• _What this task involves_: From the entries below, report how many lines contain the string "usize". Give only that number.

Source data
╔══

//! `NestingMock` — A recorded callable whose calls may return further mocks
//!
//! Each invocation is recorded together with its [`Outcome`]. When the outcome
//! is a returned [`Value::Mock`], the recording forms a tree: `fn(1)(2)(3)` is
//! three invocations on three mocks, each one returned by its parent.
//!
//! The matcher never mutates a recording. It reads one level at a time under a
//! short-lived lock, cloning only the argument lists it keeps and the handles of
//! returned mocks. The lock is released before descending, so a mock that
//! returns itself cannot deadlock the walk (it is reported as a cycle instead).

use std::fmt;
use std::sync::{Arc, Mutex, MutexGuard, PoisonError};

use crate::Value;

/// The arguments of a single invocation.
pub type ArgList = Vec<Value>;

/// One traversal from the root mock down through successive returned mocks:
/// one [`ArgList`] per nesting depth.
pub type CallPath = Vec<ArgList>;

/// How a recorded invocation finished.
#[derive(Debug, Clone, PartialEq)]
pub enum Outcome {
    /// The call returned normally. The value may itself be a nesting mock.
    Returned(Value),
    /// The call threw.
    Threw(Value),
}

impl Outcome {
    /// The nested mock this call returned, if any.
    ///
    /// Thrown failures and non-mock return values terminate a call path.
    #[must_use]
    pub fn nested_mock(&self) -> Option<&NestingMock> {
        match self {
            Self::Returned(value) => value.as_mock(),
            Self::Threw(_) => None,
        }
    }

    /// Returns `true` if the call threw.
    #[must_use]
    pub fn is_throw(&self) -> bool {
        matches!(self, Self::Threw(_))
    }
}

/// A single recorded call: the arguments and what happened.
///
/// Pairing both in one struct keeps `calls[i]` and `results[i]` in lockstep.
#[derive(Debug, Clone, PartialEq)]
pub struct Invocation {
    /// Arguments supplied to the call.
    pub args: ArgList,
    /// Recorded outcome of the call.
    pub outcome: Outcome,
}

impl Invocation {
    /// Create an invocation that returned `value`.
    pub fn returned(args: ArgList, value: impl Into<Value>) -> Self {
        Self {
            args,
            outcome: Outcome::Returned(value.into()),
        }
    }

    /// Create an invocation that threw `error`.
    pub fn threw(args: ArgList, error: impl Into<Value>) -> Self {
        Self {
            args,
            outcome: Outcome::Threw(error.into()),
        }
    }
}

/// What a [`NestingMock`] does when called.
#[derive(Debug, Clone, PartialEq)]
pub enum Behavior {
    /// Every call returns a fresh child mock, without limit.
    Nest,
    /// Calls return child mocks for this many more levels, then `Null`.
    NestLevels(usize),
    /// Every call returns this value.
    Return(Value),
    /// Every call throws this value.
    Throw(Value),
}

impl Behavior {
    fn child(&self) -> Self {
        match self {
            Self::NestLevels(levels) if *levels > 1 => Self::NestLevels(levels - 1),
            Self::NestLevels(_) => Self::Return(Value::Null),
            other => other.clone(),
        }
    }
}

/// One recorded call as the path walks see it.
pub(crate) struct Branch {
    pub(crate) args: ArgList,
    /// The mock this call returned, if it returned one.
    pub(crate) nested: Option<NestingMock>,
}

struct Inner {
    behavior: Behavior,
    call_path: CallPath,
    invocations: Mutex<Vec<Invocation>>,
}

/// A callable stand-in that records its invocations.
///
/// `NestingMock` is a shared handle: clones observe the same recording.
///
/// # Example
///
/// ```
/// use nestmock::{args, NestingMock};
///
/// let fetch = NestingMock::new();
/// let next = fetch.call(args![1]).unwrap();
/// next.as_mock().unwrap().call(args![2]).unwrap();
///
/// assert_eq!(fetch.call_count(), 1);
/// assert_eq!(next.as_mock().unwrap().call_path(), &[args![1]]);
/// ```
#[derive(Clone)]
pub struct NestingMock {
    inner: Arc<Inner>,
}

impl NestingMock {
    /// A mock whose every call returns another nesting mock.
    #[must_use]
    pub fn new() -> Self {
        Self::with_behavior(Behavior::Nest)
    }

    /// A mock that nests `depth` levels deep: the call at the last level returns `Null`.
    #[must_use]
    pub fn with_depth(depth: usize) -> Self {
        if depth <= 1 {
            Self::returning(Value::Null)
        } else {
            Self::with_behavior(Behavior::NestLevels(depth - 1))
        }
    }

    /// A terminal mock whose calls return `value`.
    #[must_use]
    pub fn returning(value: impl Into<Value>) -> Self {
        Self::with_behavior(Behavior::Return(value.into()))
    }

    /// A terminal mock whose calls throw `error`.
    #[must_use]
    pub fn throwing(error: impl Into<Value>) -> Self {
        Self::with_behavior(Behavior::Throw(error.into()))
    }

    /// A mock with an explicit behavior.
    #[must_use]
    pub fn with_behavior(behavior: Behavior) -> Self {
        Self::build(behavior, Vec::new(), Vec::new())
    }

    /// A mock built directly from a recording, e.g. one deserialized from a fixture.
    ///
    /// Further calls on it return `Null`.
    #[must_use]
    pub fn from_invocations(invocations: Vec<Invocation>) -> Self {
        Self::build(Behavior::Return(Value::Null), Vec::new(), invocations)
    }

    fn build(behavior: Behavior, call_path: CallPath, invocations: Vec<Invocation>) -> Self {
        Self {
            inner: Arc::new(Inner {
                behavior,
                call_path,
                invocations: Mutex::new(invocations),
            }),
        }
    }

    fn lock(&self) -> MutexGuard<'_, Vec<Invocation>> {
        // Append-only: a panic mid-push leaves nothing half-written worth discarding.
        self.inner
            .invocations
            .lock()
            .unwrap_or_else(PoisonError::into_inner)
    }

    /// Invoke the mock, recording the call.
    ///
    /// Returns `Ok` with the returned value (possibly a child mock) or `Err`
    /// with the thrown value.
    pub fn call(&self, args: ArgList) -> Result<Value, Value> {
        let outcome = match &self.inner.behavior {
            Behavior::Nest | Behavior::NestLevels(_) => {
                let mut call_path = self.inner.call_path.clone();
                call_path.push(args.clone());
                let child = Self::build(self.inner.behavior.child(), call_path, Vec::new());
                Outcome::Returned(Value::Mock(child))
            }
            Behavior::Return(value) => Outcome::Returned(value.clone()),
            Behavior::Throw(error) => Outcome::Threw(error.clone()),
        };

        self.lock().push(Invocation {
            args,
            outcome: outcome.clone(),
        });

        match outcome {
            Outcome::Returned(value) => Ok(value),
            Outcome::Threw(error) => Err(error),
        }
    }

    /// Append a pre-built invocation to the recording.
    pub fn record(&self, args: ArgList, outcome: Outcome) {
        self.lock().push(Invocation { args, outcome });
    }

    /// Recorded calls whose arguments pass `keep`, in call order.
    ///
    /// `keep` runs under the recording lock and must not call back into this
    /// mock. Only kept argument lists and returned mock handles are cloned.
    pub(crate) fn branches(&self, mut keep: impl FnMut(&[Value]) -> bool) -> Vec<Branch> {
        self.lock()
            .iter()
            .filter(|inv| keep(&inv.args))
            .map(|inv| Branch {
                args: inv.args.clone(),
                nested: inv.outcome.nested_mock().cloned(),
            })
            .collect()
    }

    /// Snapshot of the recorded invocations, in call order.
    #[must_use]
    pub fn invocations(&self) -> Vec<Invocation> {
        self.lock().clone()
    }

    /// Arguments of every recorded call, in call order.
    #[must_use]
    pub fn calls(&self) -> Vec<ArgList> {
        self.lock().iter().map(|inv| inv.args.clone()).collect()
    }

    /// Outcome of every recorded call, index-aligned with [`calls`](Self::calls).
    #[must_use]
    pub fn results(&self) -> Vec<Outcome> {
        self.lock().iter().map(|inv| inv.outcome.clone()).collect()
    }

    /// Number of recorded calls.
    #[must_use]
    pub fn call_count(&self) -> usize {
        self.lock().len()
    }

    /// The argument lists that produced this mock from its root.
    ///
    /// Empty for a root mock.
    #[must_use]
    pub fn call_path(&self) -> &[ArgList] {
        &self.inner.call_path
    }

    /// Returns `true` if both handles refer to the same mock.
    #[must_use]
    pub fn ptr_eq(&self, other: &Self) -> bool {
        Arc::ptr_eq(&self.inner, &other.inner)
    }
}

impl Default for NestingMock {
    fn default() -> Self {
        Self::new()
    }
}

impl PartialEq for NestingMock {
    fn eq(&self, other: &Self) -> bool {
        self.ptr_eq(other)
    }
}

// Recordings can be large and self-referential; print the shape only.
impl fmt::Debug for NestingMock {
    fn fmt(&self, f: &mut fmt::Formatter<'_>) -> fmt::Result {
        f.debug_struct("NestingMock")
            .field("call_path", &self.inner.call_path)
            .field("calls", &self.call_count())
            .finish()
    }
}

╚══

• _Written answer_: 3